10.23.2012 (Via tcimagazine.com) – After giving the shoulder straps one last pull to ensure they are tight, his crew member steps away from the car. That is when James Hinchcliffe closes his eyes for just a second, takes a deep breath and gets ready for another fierce ride.
The noise is intense, echoing off the walls just a few inches away, but he has to stay focused, keep his concentration on the pavement ahead. After all, at nearly 200 mph, a slight hesitation can mean the difference between life and death.
Things move at a barreling pace when you are on the road to the top as a professional IndyCar driver. “I am always on the move, always on the go,” explains Hinchcliffe, who races for iconic Andretti Autosports in the coveted #27 Go Daddy car.
Hinchcliffe spent more than a decade travelling the country, working his way up the race car ranks beginning with karting at the age of nine. He drove open wheel cars in several feeder series including Formula BMW USA, Star Mazda Series, Champ Car Atlantic Series, and the Firestone Indy Lights Series. But his life moved into overdrive when Newman/Haas offered him an IndyCar seat in April 2011.
“I constantly have people either telling me where I have to be, or asking me to go somewhere, or telling me to do something.” To get away from it all, the 2011 Rookie of the Year has to go deep.
“For me (diving) is the ultimate escape,” says the Canadian, a native of Oakville, Ontario.

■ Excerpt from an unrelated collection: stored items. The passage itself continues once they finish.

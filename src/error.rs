use std::path::PathBuf;

use thiserror::Error;

#[derive(Error, Debug)]
pub enum TokenizeError {
    #[error("IO error: {0}")]
    Io(#[from] std::io::Error),

    #[error("Malformed input '{}': {reason}", path.display())]
    Malformed { path: PathBuf, reason: String },

    #[error(
        "Dimension mismatch in '{}': expected {expected_width}x{expected_height}, got {width}x{height}",
        path.display()
    )]
    DimensionMismatch {
        path: PathBuf,
        expected_width: u32,
        expected_height: u32,
        width: u32,
        height: u32,
    },

    #[error("Class {value} in '{}' exceeds base vocabulary maximum {max}", path.display())]
    ClassOutOfRange { path: PathBuf, value: i64, max: u32 },

    #[error("Class {class} not present in shape table of size {len}")]
    ShapeIndex { class: u32, len: usize },

    #[error("Invalid configuration: {0}")]
    Config(String),

    #[error("Corrupt tokenizer state: {0}")]
    Corrupt(String),
}
//! Rule driver: sequences counting and merging for N iterations, then
//! persists the learned vocabulary; also hosts the apply-only path that
//! replays an existing rule file over a fresh corpus.

use serde::Serialize;
use tracing::info;

use crate::codec;
use crate::config::{ApplyConfig, TrainConfig};
use crate::counter;
use crate::error::TokenizeError;
use crate::grid::{Cell, ImageState};
use crate::layout::OutputLayout;
use crate::merge::{self, Rule};
use crate::shape::ShapeTable;

/// Outcome of a training run.
#[derive(Debug, Clone, Serialize)]
pub struct TrainSummary {
    /// Number of corpus images processed.
    pub images: usize,
    /// Rules actually emitted; less than `rules_to_learn` when the corpus
    /// ran out of candidates.
    pub rules_learned: usize,
    /// Final vocabulary size (base classes plus composites).
    pub vocab_size: usize,
    /// Whether the loop terminated on an exhausted corpus.
    pub exhausted: bool,
}

/// Outcome of an apply-only run.
#[derive(Debug, Clone, Serialize)]
pub struct ApplySummary {
    pub images: usize,
    pub rules_applied: usize,
}

/// Learn `rules_to_learn` merge rules over the corpus and write the rule
/// file, shape files, and per-image token sequences.
///
/// Each iteration elects the most common constellation, synthesises its
/// composite shape, and rewrites every occurrence. The loop stops early
/// when no candidate remains. Writers run only after the loop completes,
/// so a failed run persists nothing.
pub fn train(config: &TrainConfig) -> Result<TrainSummary, TokenizeError> {
    config.validate()?;

    info!("reading corpus from {}", config.input_dir.display());
    let mut images = codec::read_corpus(
        &config.input_dir,
        config.image_size(),
        Some(config.base_class_max),
    )?;

    let layout = OutputLayout::new(&config.output_dir);
    layout.create()?;

    let mut shapes = ShapeTable::with_base_classes(config.base_class_max);
    let mut rules: Vec<Rule> = Vec::with_capacity(config.rules_to_learn as usize);
    let mut exhausted = false;

    for iteration in 0..config.rules_to_learn {
        let Some((constellation, count)) = counter::most_common_constellation(&images) else {
            info!(iteration, "corpus exhausted, stopping early");
            exhausted = true;
            break;
        };

        let shape = merge::combine_shapes(&constellation, &shapes)?;
        let new_class = shapes.append(shape);
        let rule = Rule {
            constellation,
            new_class,
        };
        merge::apply_rule(&rule, &shapes, &mut images)?;
        rules.push(rule);

        info!(
            iteration = iteration + 1,
            total = config.rules_to_learn,
            new_class,
            count,
            "learned rule"
        );

        if cfg!(debug_assertions) {
            verify_corpus(&images, &shapes)?;
        }
    }

    codec::write_rules(&rules, &layout.rules_file)?;
    codec::write_shapes(&shapes, &layout.tokens_dir)?;
    codec::write_sequences(&images, &layout.transcribed_dir, config.bucket_modulus)?;

    Ok(TrainSummary {
        images: images.len(),
        rules_learned: rules.len(),
        vocab_size: shapes.len(),
        exhausted,
    })
}

/// Replay an existing rule file over a fresh corpus and write its token
/// sequences.
///
/// Rules whose constellation never matches are no-ops; the output is
/// byte-identical to the sequences of the original training run when fed
/// the same corpus.
pub fn apply_rules_to_folder(config: &ApplyConfig) -> Result<ApplySummary, TokenizeError> {
    config.validate()?;

    let rules = codec::read_rules(&config.rule_file)?;
    let shapes = codec::read_shapes(&config.token_dir)?;
    let mut images = codec::read_corpus(&config.input_dir, config.image_size(), None)?;

    let layout = OutputLayout::new(&config.output_dir);
    layout.create()?;

    info!(rules = rules.len(), images = images.len(), "applying rules");
    merge::apply_rules(&rules, &shapes, &mut images)?;

    codec::write_sequences(&images, &layout.transcribed_dir, config.bucket_modulus)?;

    Ok(ApplySummary {
        images: images.len(),
        rules_applied: rules.len(),
    })
}

/// Check the per-cell invariants of every image against the shape table.
///
/// For each cell: its instance anchor must be in bounds and carry the same
/// class, the class's shape must cover the cell, and the base class the
/// shape records there must equal the initial input cell. Violations are
/// implementation bugs and reported as [`TokenizeError::Corrupt`].
pub fn verify_corpus(images: &[ImageState], shapes: &ShapeTable) -> Result<(), TokenizeError> {
    for image in images {
        for y in 0..image.height() as i32 {
            for x in 0..image.width() as i32 {
                let cell = Cell::new(x, y);
                let id = image.id_at(cell);
                if id >= image.next_id() {
                    return Err(TokenizeError::Corrupt(format!(
                        "image '{}': cell ({x}, {y}) holds unallocated id {id}",
                        image.filename()
                    )));
                }
                let anchor = image.anchor_of(id);
                if !image.in_bounds(anchor) {
                    return Err(TokenizeError::Corrupt(format!(
                        "image '{}': token {id} anchored out of bounds at ({}, {})",
                        image.filename(),
                        anchor.x,
                        anchor.y
                    )));
                }
                let class = image.class_at(cell);
                if image.class_at(anchor) != class {
                    return Err(TokenizeError::Corrupt(format!(
                        "image '{}': cell ({x}, {y}) class {class} disagrees with its anchor",
                        image.filename()
                    )));
                }
                let shape = shapes.shape(class)?;
                match shape.base_class_at(cell - anchor) {
                    Some(base) if base == image.initial_class_at(cell) => {}
                    Some(base) => {
                        return Err(TokenizeError::Corrupt(format!(
                            "image '{}': cell ({x}, {y}) base class {} does not match shape ({base})",
                            image.filename(),
                            image.initial_class_at(cell)
                        )));
                    }
                    None => {
                        return Err(TokenizeError::Corrupt(format!(
                            "image '{}': shape of class {class} does not cover cell ({x}, {y})",
                            image.filename()
                        )));
                    }
                }
            }
        }
    }
    Ok(())
}
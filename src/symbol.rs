//! String interning shared by the type store, the AST store and the symbol table.
//!
//! Names are interned once per translation unit into a bump arena so that
//! every downstream comparison (record member lookup, scope binding, IR
//! symbol naming) is a cheap integer compare instead of a string compare.

use bumpalo::Bump;
use hashbrown::HashMap;

/// An interned name. Two symbols compare equal iff their underlying strings
/// are equal; interning does not happen automatically on `PartialEq`, callers
/// always go through [`Interner::intern`] to get a `Symbol`.
#[derive(Clone, Copy, PartialEq, Eq, Hash, PartialOrd, Ord)]
pub struct Symbol(u32);

impl Symbol {
  /// Returns this symbol's dense index, for use as a key into a
  /// `Vec`/`Box<[_]>`-backed side table (see [`init_dense_symbol_map`]).
  #[must_use] pub fn into_usize(self) -> usize { self.0 as usize }
}

impl std::fmt::Debug for Symbol {
  fn fmt(&self, f: &mut std::fmt::Formatter<'_>) -> std::fmt::Result {
    write!(f, "Symbol({})", self.0)
  }
}

/// Arena-backed string interner. Every interned name is copied once into
/// `arena`, which must outlive the interner; `Symbol`s are stable dense
/// indices, valid for the lifetime of the owning translation unit.
pub struct Interner<'bump> {
  arena: &'bump Bump,
  strings: Vec<&'bump str>,
  map: HashMap<&'bump str, Symbol>,
}

impl<'bump> Interner<'bump> {
  /// Create an interner that allocates names out of `arena`.
  #[must_use] pub fn new(arena: &'bump Bump) -> Self {
    Self { arena, strings: Vec::new(), map: HashMap::new() }
  }

  /// Intern `s`, returning a stable [`Symbol`]. Repeated calls with the same
  /// string content return the same symbol.
  pub fn intern(&mut self, s: &str) -> Symbol {
    if let Some(&sym) = self.map.get(s) { return sym; }
    let owned: &'bump str = self.arena.alloc_str(s);
    let sym = Symbol(u32::try_from(self.strings.len()).expect("too many interned symbols"));
    self.strings.push(owned);
    self.map.insert(owned, sym);
    sym
  }

  /// Resolve a symbol back to its text.
  #[must_use] pub fn resolve(&self, sym: Symbol) -> &'bump str { self.strings[sym.into_usize()] }
}

/// Build a dense `Symbol -> T` lookup table out of a small list of
/// `(symbol, value)` pairs, sized to the largest symbol index observed.
/// Used by keyword/primitive tables where most indices are unused.
#[must_use] pub fn init_dense_symbol_map<T: Copy>(pairs: &[(Symbol, T)]) -> Box<[Option<T>]> {
  let len = pairs.iter().map(|(s, _)| s.into_usize() + 1).max().unwrap_or(0);
  let mut out = vec![None; len].into_boxed_slice();
  for &(s, v) in pairs { out[s.into_usize()] = Some(v); }
  out
}

#[cfg(test)]
mod tests {
  use super::*;

  #[test]
  fn interning_dedupes() {
    let arena = Bump::new();
    let mut i = Interner::new(&arena);
    let a = i.intern("foo");
    let b = i.intern("foo");
    let c = i.intern("bar");
    assert_eq!(a, b);
    assert_ne!(a, c);
    assert_eq!(i.resolve(a), "foo");
    assert_eq!(i.resolve(c), "bar");
  }

  #[test]
  fn dense_map_round_trips() {
    let arena = Bump::new();
    let mut i = Interner::new(&arena);
    let a = i.intern("a");
    let b = i.intern("b");
    let map = init_dense_symbol_map(&[(a, 1u32), (b, 2u32)]);
    assert_eq!(map[a.into_usize()], Some(1));
    assert_eq!(map[b.into_usize()], Some(2));
  }
}
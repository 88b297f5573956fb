//! IR symbol kinds (part of spec component C9). Grounded on the
//! `TB_Symbol`/`TB_External`/`TB_Global`/`TB_Function` family in
//! `tb_internal.h`: every symbol carries a tag, a name, a linkage, and is
//! reachable from its module's per-tag list once registered.

use crate::handle::define_handle;
use crate::types::TypeH;

/// Visibility discipline of an IR symbol (spec glossary "Linkage").
#[derive(Clone, Copy, PartialEq, Eq, Debug)]
pub enum Linkage {
  /// Exported, visible to other translation units.
  Public,
  /// Translation-unit-local (`static`, or a mangled `inline` duplicate).
  Private,
  /// Unresolved reference, to be satisfied by the linker.
  External,
}

/// The three kinds of symbol a module tracks, matching `TB_SymbolTag`.
#[derive(Clone, Copy, PartialEq, Eq, Debug)]
pub enum SymbolTag {
  Function,
  Global,
  External,
}

/// Number of [`SymbolTag`] variants; sizes the module's per-tag arrays.
pub const SYMBOL_TAG_COUNT: usize = 3;

impl SymbolTag {
  pub(crate) fn index(self) -> usize {
    match self {
      SymbolTag::Function => 0,
      SymbolTag::Global => 1,
      SymbolTag::External => 2,
    }
  }
}

define_handle!(FunctionH);

/// A handle into one worker's shard of a pool (spec.md: "typed pools, one
/// per worker"). Unlike [`FunctionH`], globals and externals are allocated
/// from per-worker pools, so locating one needs both the worker index and
/// the slot within it.
#[derive(Clone, Copy, PartialEq, Eq, Debug, Hash)]
pub struct GlobalH {
  pub(crate) worker: u32,
  pub(crate) slot: u32,
}

#[derive(Clone, Copy, PartialEq, Eq, Debug, Hash)]
pub struct ExternalH {
  pub(crate) worker: u32,
  pub(crate) slot: u32,
}

/// A reference to any registered symbol, used for relocations (an
/// initializer that points at another symbol) and for the per-tag chains.
#[derive(Clone, Copy, PartialEq, Eq, Debug, Hash)]
pub enum SymbolId {
  Function(FunctionH),
  Global(GlobalH),
  External(ExternalH),
}

impl SymbolId {
  pub(crate) fn tag(self) -> SymbolTag {
    match self {
      SymbolId::Function(_) => SymbolTag::Function,
      SymbolId::Global(_) => SymbolTag::Global,
      SymbolId::External(_) => SymbolTag::External,
    }
  }
}

/// A constant-initializer entry, laid out by `eval_initializer_objects`
/// (spec.md §4.5 / SPEC_FULL supplemented feature 4), mirroring `TB_InitObj`.
#[derive(Clone, Debug)]
pub enum InitObject {
  /// Raw bytes at `offset` within the global's storage.
  Region { offset: u64, bytes: Vec<u8> },
  /// A relocation: the pointer-sized slot at `offset` holds the address of
  /// `target`. Only top-level symbol references may appear here (spec.md
  /// §4.5: "each leaf must be a literal or a symbol reference").
  Reloc { offset: u64, target: SymbolId },
}

pub struct FunctionRecord {
  pub name: String,
  pub linkage: Linkage,
  /// The IR prototype: a `TypeKind::Function` handle in the shared
  /// `TypeStore`, with an implicit pointer parameter already prepended if
  /// the C return type was an aggregate.
  pub proto: TypeH,
  /// The `FuncDecl` statement this symbol was lowered from.
  pub body: crate::types::ast::StmtH,
}

pub struct GlobalRecord {
  pub name: String,
  pub linkage: Linkage,
  pub ty: TypeH,
  pub size: u64,
  pub align: u64,
  pub objects: Vec<InitObject>,
}

pub struct ExternalRecord {
  pub name: String,
  pub linkage: Linkage,
  pub ty: TypeH,
}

SCUBA diving is a solace for the professional driver and Turks & Caicos is his go-to location. “It was love at first sight, the moment we stepped off the plane.”
It was fortuitous that the place his parents picked for the family vacation in 2008 was also one of the best dive sites in the world. After racing, diving is his greatest passion. “If racing had not worked out, I probably would have become a SCUBA diving instructor.”
It is not often his hectic schedule allows for time away, but when it does, you will likely find Hinchcliffe suiting up for an underwater adventure somewhere around the islands. “It is a complete other world. Down there nobody can talk to you, nobody can reach you. It is so peaceful.” While he is escaping the company of humans and ear-piercing noise, Hinchcliffe is comforted by the diverse ecosystem. “I love how much life is down there. “
The plenitude of dive sites is also a plus. In the four years he has been diving in the Turks & Caicos, he says he has only visited the same site twice.